Search through the entries for the word "bind" and copy every line that has it.

*** Records for the exercise ***

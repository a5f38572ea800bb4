//! Dashboard entry persistence.

use sqlx::PgPool;

use crate::models::{DashboardEntry, NewEntry};
use crate::validation::validate_new_entry;
use crate::Result;

/// Insert one entry and return the stored row.
pub async fn insert_entry(pool: &PgPool, entry: &NewEntry) -> Result<DashboardEntry> {
    validate_new_entry(entry)?;

    let row = sqlx::query_as::<_, DashboardEntry>(
        r#"
        INSERT INTO dashboard_entries (user_id, category, data)
        VALUES ($1, $2, $3)
        RETURNING id, user_id, category, data, created_at, timestamp
        "#,
    )
    .bind(entry.user_id)
    .bind(entry.category.trim())
    .bind(&entry.data)
    .fetch_one(pool)
    .await?;

    Ok(row)
}

/// Fetch all entries, newest first.
///
/// Ordered by `created_at DESC` with `id DESC` as tiebreak, so inserts
/// landing in the same timestamp tick still come back newest first.
pub async fn list_entries(pool: &PgPool) -> Result<Vec<DashboardEntry>> {
    let rows = sqlx::query_as::<_, DashboardEntry>(
        r#"
        SELECT id, user_id, category, data, created_at, timestamp
        FROM dashboard_entries
        ORDER BY created_at DESC, id DESC
        "#,
    )
    .fetch_all(pool)
    .await?;

    Ok(rows)
}

/// Fetch all entries in one category, newest first.
pub async fn list_entries_by_category(
    pool: &PgPool,
    category: &str,
) -> Result<Vec<DashboardEntry>> {
    let rows = sqlx::query_as::<_, DashboardEntry>(
        r#"
        SELECT id, user_id, category, data, created_at, timestamp
        FROM dashboard_entries
        WHERE category = $1
        ORDER BY created_at DESC, id DESC
        "#,
    )
    .bind(category)
    .fetch_all(pool)
    .await?;

    Ok(rows)
}

/// Fetch all entries for one user, newest first.
pub async fn list_entries_for_user(pool: &PgPool, user_id: i64) -> Result<Vec<DashboardEntry>> {
    let rows = sqlx::query_as::<_, DashboardEntry>(
        r#"
        SELECT id, user_id, category, data, created_at, timestamp
        FROM dashboard_entries
        WHERE user_id = $1
        ORDER BY created_at DESC, id DESC
        "#,
    )
    .bind(user_id)
    .fetch_all(pool)
    .await?;

    Ok(rows)
}

/// Count entries per category for one user, most active category first.
pub async fn count_by_category(pool: &PgPool, user_id: i64) -> Result<Vec<(String, i64)>> {
    let rows = sqlx::query_as::<_, (String, i64)>(
        r#"
        SELECT category, COUNT(*)
        FROM dashboard_entries
        WHERE user_id = $1
        GROUP BY category
        ORDER BY COUNT(*) DESC, category
        "#,
    )
    .bind(user_id)
    .fetch_all(pool)
    .await?;

    Ok(rows)
}

/// Count all stored entries.
pub async fn count_entries(pool: &PgPool) -> Result<i64> {
    let count: i64 = sqlx::query_scalar(
        r#"
        SELECT COUNT(*)
        FROM dashboard_entries
        "#,
    )
    .fetch_one(pool)
    .await?;

    Ok(count)
}
//! The Interpreter trait definition.

use async_trait::async_trait;

use crate::error::InterpreterError;
use crate::types::Interpretation;

/// A trait for turning one free-text message into a structured entry.
///
/// Implementations range from keyword matchers for tests to full
/// language-model backends. This trait is object-safe and can be used
/// with `Box<dyn Interpreter>`.
#[async_trait]
pub trait Interpreter: Send + Sync {
    /// Interpret a raw message.
    ///
    /// # Arguments
    ///
    /// * `text` - The message text exactly as the user sent it.
    ///
    /// # Returns
    ///
    /// An [`Interpretation`] - either a parsed entry ready to store, or a
    /// clarification question to send back - or an error if interpretation
    /// failed outright.
    async fn interpret(&self, text: &str) -> Result<Interpretation, InterpreterError>;

    /// Get a human-readable name for this interpreter implementation.
    fn name(&self) -> &str;

    /// Check if the interpreter is ready to process messages.
    ///
    /// Default implementation always returns true.
    async fn is_ready(&self) -> bool {
        true
    }
}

*** End of Records for the exercise ***

**Answer to this task:**
    .bind(entry.user_id)
    .bind(entry.category.trim())
    .bind(&entry.data)
    .bind(category)
    .bind(user_id)
    .bind(user_id)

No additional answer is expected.